Riders on the Storm is the latest book from Alastair McIntosh. It revisits some of the themes of his earlier book on climate change, Hell and High Water, almost ten years later and in quite a different tone.
It’s a book with three distinct parts. The first is a summary of the latest climate science. The IPCC released three updates in the last couple of years, on land, oceans and ice, and on 1.5 degrees. They get a chapter each here, bringing the reader up to speed on the science and how established it is.
Unusually, McIntosh reproduces the IPCC’s comments on how confident they are, noting their high or medium confidence in how climate change is unfolding, or when it’s more a matter of “narrowing uncertainty” rather than establishing facts. This is important to the discussion that follows, and it’s also a usefully balanced approach – it put me in mind of Mary Annaise Heglar’s words when she describes the need for climate folks to be a ‘truth telling movement’.
After establishing the science, the book moves on to discussing responses, beginning with a chapter on denial. It’s more about psychology than conspiracy, highlighting the way that “the price of such denial, such deficit of courage, is that we lose our grounding in both truth and how the world is.” This chapter is counter-balanced with a chapter on ‘rebellion and leadership in climate movements’, which contrasts denial on one side and alarmism on the other. McIntosh expresses concern at those who interpret science “in ways that amplify people’s fears beyond the expert consensus evidence base.”
While the author is clear that they are not “symetrical” in terms of their scale, impact, or the damage they cause, there are hazards to both denial and alarmism. “Climate denial is a waste of time. But climate change alarmism is a theft of time” he writes, describing how extreme predictions telescope down the time we have to act and draw hard lines. With Extinction Rebellion events beginning again at the start of September, there is a lot to learn from here about what ‘tell the truth’ means, as well as a friendly critique of XR’s approach to nonviolence.

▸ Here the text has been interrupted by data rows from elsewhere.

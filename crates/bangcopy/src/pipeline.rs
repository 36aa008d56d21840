//! Matching, planning, and copy execution
//!
//! This module implements the core triage pipeline. The planner decides
//! copy or skip for every (file, destination) pair without writing
//! anything; the executor then performs or previews that plan. The same
//! plan drives both modes, so a dry run shows exactly what a real run
//! would attempt.

mod actions;
mod copier;
mod executor;
mod orchestrator;
mod planner;
mod reporting;

use std::fmt;
use std::path::PathBuf;

use chrono::{DateTime, Local};
use serde::Serialize;

pub use actions::{PlanAction, PlannedOperation, PreviewLine};
pub use copier::{FileCopier, MetadataCopier, platform_copier};
pub use executor::{Execution, Executor};
pub use orchestrator::{RunOutcome, TriageEngine};
pub use planner::Planner;
pub use reporting::{Reporter, Style};

#[cfg(target_os = "macos")]
pub use copier::DittoCopier;

/// Final state of one executed operation
#[derive(Debug, Clone, Copy, PartialEq, Eq, Hash, Serialize)]
#[serde(rename_all = "SCREAMING_SNAKE_CASE")]
pub enum OperationStatus {
    /// The copy was written
    Success,
    /// The destination file already existed at plan time
    SkippedAlreadyExists,
    /// The copy failed; see the error message
    Error,
}

impl fmt::Display for OperationStatus {
    fn fmt(&self, f: &mut fmt::Formatter<'_>) -> fmt::Result {
        match self {
            Self::Success => f.write_str("SUCCESS"),
            Self::SkippedAlreadyExists => f.write_str("SKIPPED_ALREADY_EXISTS"),
            Self::Error => f.write_str("ERROR"),
        }
    }
}

/// Result of one executed operation
#[derive(Debug, Clone, PartialEq, Eq)]
pub struct OperationResult {
    /// The operation that ran
    pub operation: PlannedOperation,
    /// How it ended
    pub status: OperationStatus,
    /// Set when `status` is [`OperationStatus::Error`]
    pub error_message: Option<String>,
    /// When the operation finished
    pub completed_at: DateTime<Local>,
}

/// Run statistics
#[derive(Debug, Clone, Default, PartialEq, Eq)]
pub struct RunSummary {
    /// Distinct eligible files (not files × destinations)
    pub matched_count: usize,
    /// Operations that ended in [`OperationStatus::Success`]
    pub copied_count: usize,
    /// Operations that ended in [`OperationStatus::SkippedAlreadyExists`]
    pub skipped_count: usize,
    /// Operations that ended in [`OperationStatus::Error`]
    pub error_count: usize,
    /// Primary log artifact, when one was written
    pub log_path: Option<PathBuf>,
}

impl RunSummary {
    /// Fold results into counts
    #[must_use]
    pub fn from_results(matched_count: usize, results: &[OperationResult]) -> Self {
        let count = |status| results.iter().filter(|r| r.status == status).count();
        Self {
            matched_count,
            copied_count: count(OperationStatus::Success),
            skipped_count: count(OperationStatus::SkippedAlreadyExists),
            error_count: count(OperationStatus::Error),
            log_path: None,
        }
    }

    /// Whether every operation succeeded or was skipped
    #[must_use]
    pub const fn is_success(&self) -> bool {
        self.error_count == 0
    }

    /// Exit status for a run that got past its preconditions
    #[must_use]
    pub const fn exit_status(&self) -> ExitStatus {
        if self.is_success() {
            ExitStatus::Success
        } else {
            ExitStatus::PartialFailure
        }
    }
}

/// Process exit status
#[derive(Debug, Clone, Copy, PartialEq, Eq)]
pub enum ExitStatus {
    /// No copy failed, including runs with nothing to copy
    Success,
    /// At least one copy failed
    PartialFailure,
    /// Config, source, or destination check failed before planning
    FatalPrecondition,
}

impl ExitStatus {
    /// Numeric exit code
    #[must_use]
    pub const fn code(self) -> u8 {
        match self {
            Self::Success => 0,
            Self::PartialFailure => 1,
            Self::FatalPrecondition => 2,
        }
    }
}

#[cfg(test)]
mod integration_tests {
    use std::fs;
    use std::path::{Path, PathBuf};

    use tempfile::TempDir;

    use super::*;
    use crate::source::SourceContext;

    struct Scenario {
        _tmp: TempDir,
        source: SourceContext,
        d1: PathBuf,
        d2: PathBuf,
    }

    fn create_test_file(dir: &Path, name: &str, content: &str) {
        fs::write(dir.join(name), content).unwrap();
    }

    fn shoot1() -> Scenario {
        let tmp = TempDir::new().unwrap();
        let shoot = tmp.path().join("shoot1");
        let d1 = tmp.path().join("d1");
        let d2 = tmp.path().join("d2");
        for dir in [&shoot, &d1, &d2] {
            fs::create_dir(dir).unwrap();
        }

        for name in ["!a.txt", "!!b.txt", "!!!c.txt", "!!!!d.txt", "normal.txt"] {
            create_test_file(&shoot, name, name);
        }

        Scenario {
            source: SourceContext::from_dir(shoot).unwrap(),
            _tmp: tmp,
            d1,
            d2,
        }
    }

    fn engine(sc: &Scenario) -> TriageEngine {
        TriageEngine::new(vec![sc.d1.clone(), sc.d2.clone()]).unwrap()
    }

    fn real_executor() -> Executor {
        Executor::with_copier(false, Box::new(MetadataCopier))
    }

    #[test]
    fn test_copies_three_files_to_two_destinations() {
        let sc = shoot1();

        let outcome = engine(&sc).run(&sc.source, &real_executor()).unwrap();
        let summary = &outcome.execution.summary;

        assert_eq!(outcome.matches.len(), 3);
        assert_eq!(outcome.execution.results.len(), 6);
        assert!(
            outcome
                .execution
                .results
                .iter()
                .all(|r| r.status == OperationStatus::Success)
        );
        assert_eq!(summary.matched_count, 3);
        assert_eq!(summary.copied_count, 6);
        assert_eq!(summary.error_count, 0);
        assert_eq!(summary.exit_status().code(), 0);

        for dest in [&sc.d1, &sc.d2] {
            for name in ["shoot1 a.txt", "shoot1 b.txt", "shoot1 c.txt"] {
                assert!(dest.join(name).exists(), "missing {name}");
            }
            assert!(!dest.join("shoot1 d.txt").exists());
            assert!(!dest.join("shoot1 !d.txt").exists());
            assert_eq!(fs::read_dir(dest).unwrap().count(), 3);
        }
        assert_eq!(
            fs::read_to_string(sc.d2.join("shoot1 c.txt")).unwrap(),
            "!!!c.txt"
        );
    }

    #[test]
    fn test_existing_file_in_one_destination_is_skipped() {
        let sc = shoot1();
        create_test_file(&sc.d1, "shoot1 a.txt", "original bytes");

        let outcome = engine(&sc).run(&sc.source, &real_executor()).unwrap();
        let summary = &outcome.execution.summary;

        assert_eq!(summary.copied_count, 5);
        assert_eq!(summary.skipped_count, 1);
        assert_eq!(summary.error_count, 0);
        assert_eq!(summary.exit_status(), ExitStatus::Success);
        assert_eq!(
            outcome.execution.results[0].status,
            OperationStatus::SkippedAlreadyExists
        );
        assert_eq!(
            fs::read_to_string(sc.d1.join("shoot1 a.txt")).unwrap(),
            "original bytes"
        );
    }

    #[test]
    fn test_dry_run_matches_real_plan() {
        let sc = shoot1();
        create_test_file(&sc.d2, "shoot1 b.txt", "x");
        let engine = engine(&sc);

        let dry = engine.run(&sc.source, &Executor::new(true)).unwrap();
        assert!(dry.execution.results.is_empty());
        assert_eq!(dry.execution.preview.len(), 6);
        assert_eq!(fs::read_dir(&sc.d1).unwrap().count(), 0);
        assert_eq!(fs::read_dir(&sc.d2).unwrap().count(), 1);

        let real = engine.run(&sc.source, &real_executor()).unwrap();
        let executed: Vec<_> = real
            .execution
            .results
            .iter()
            .map(|r| PreviewLine::from(&r.operation))
            .collect();
        assert_eq!(dry.execution.preview, executed);
    }

    #[test]
    fn test_second_run_skips_everything() {
        let sc = shoot1();
        let engine = engine(&sc);

        engine.run(&sc.source, &real_executor()).unwrap();
        let again = engine.run(&sc.source, &real_executor()).unwrap();

        assert_eq!(again.execution.summary.copied_count, 0);
        assert_eq!(again.execution.summary.skipped_count, 6);
        assert_eq!(again.execution.summary.exit_status(), ExitStatus::Success);
    }

    #[test]
    fn test_colliding_clean_names_are_not_errors() {
        let sc = shoot1();
        // "!!a.txt" and "!a.txt" both become "shoot1 a.txt"
        create_test_file(sc.source.source_path(), "!!a.txt", "second a");

        let outcome = engine(&sc).run(&sc.source, &real_executor()).unwrap();
        let summary = &outcome.execution.summary;

        assert_eq!(summary.matched_count, 4);
        assert_eq!(summary.copied_count, 6);
        assert_eq!(summary.skipped_count, 2);
        assert_eq!(summary.error_count, 0);
        assert_eq!(summary.exit_status(), ExitStatus::Success);
        assert_eq!(fs::read_dir(&sc.d1).unwrap().count(), 3);
    }

    #[cfg(unix)]
    #[test]
    fn test_unwritable_target_name_is_isolated() {
        let sc = shoot1();
        // Fits in the source folder, too long once prefixed with "shoot1 "
        let long_name = format!("!{}.txt", "x".repeat(250));
        create_test_file(sc.source.source_path(), &long_name, "long");

        let outcome = engine(&sc).run(&sc.source, &real_executor()).unwrap();
        let summary = &outcome.execution.summary;

        assert_eq!(summary.matched_count, 4);
        assert_eq!(summary.copied_count, 6);
        assert_eq!(summary.error_count, 2);
        assert_eq!(summary.exit_status(), ExitStatus::PartialFailure);
        assert!(
            outcome
                .execution
                .results
                .iter()
                .filter(|r| r.status == OperationStatus::Error)
                .all(|r| r.error_message.is_some())
        );
    }

    #[test]
    fn test_no_eligible_files_is_success() {
        let tmp = TempDir::new().unwrap();
        let empty = tmp.path().join("empty");
        let d1 = tmp.path().join("d1");
        fs::create_dir(&empty).unwrap();
        fs::create_dir(&d1).unwrap();
        create_test_file(&empty, "normal.txt", "n");

        let source = SourceContext::from_dir(empty).unwrap();
        let outcome = TriageEngine::new(vec![d1])
            .unwrap()
            .run(&source, &real_executor())
            .unwrap();

        assert!(outcome.matches.is_empty());
        assert_eq!(outcome.execution.summary, RunSummary::default());
        assert_eq!(outcome.execution.summary.exit_status(), ExitStatus::Success);
    }

    #[test]
    fn test_exit_codes() {
        assert_eq!(ExitStatus::Success.code(), 0);
        assert_eq!(ExitStatus::PartialFailure.code(), 1);
        assert_eq!(ExitStatus::FatalPrecondition.code(), 2);
    }

    #[test]
    fn test_status_display_matches_log_vocabulary() {
        assert_eq!(OperationStatus::Success.to_string(), "SUCCESS");
        assert_eq!(
            OperationStatus::SkippedAlreadyExists.to_string(),
            "SKIPPED_ALREADY_EXISTS"
        );
        assert_eq!(OperationStatus::Error.to_string(), "ERROR");
        assert_eq!(
            serde_json::to_string(&OperationStatus::SkippedAlreadyExists).unwrap(),
            r#""SKIPPED_ALREADY_EXISTS""#
        );
    }
}
use std::path::Path;

use bangcopy::config::DestinationManager;
use bangcopy::pipeline::Reporter;

use crate::cli::DestAction;

/// Destination management flags
pub struct Destinations;

impl Destinations {
    pub fn execute(
        action: &DestAction,
        config_path: &Path,
        reporter: Reporter,
    ) -> anyhow::Result<()> {
        let manager = DestinationManager::new(config_path);

        match action {
            DestAction::List => {
                print!("{}", reporter.destinations(&manager.list()?));
            }
            DestAction::Add(path) => {
                let (resolved, added) = manager.add(path)?;
                println!("{}", reporter.destination_added(&resolved, added));
            }
            DestAction::Remove(path) => {
                let (resolved, removed) = manager.remove(path)?;
                println!("{}", reporter.destination_removed(&resolved, removed));
            }
            DestAction::Clear => {
                manager.clear()?;
                println!("{}", reporter.destinations_cleared());
            }
        }

        Ok(())
    }
}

Lastly, the book changes gear in its closing section and investigates the psychology of climate change and its roots in disconnection from each other and from the land. It does this with a dizzying bit of storytelling that goes from a derelict Hebridean croft to the Highland clearances, the emigration of Donald Trump’s Scottish mother, to the un-rooted nature of individualistic consumer capitalism. In response, he describes land trusts and how “communities and the atmosphere are intimately entwined.” It’s imaginative, profound, and a reminder that the British Isles still have their own stock of indigenous wisdom to draw on.
Riders on the Storm is written with wit and self-awareness. I liked the way McIntosh invites readers to engage with it as they please, to skip ahead, or to leave the book before he lets loose at the end. I liked the warning he gives at the beginning, acknowledging his unusual style and that it’s not for everyone. “Buyer beware!” he cautions, “I love few things better than moving from hard science to spiritual reflections by a Hebridean sea loch.”
In fact, you could describe this as a book that starts at a walk – literally so, since it begins on a cultural exchange hike in the Hebrides. We take an amble through the science, then it breaks into a jog as it discusses responses to climate change. We hit full tilt in the last two chapters, before the final pages leave the ground entirely and soar over those ancient landscapes and battered coastlines, finally earning that title of Riders on the Storm.
- Riders on the Storm is available from Earthbound Books UK, or US.
- Previous Alastair McIntosh book reviews
Great title ~ it’s got me humming https://youtu.be/lS-af9Q-zvQ I wonder what the Doors would think. No seriously, the book sounds a worthwhile read.
What a cracking review. Your last sentence leaves even me quite giddy. Thanks so much, and enjoy the book. In troubled times like these we must seek to draw out life, and regenerate.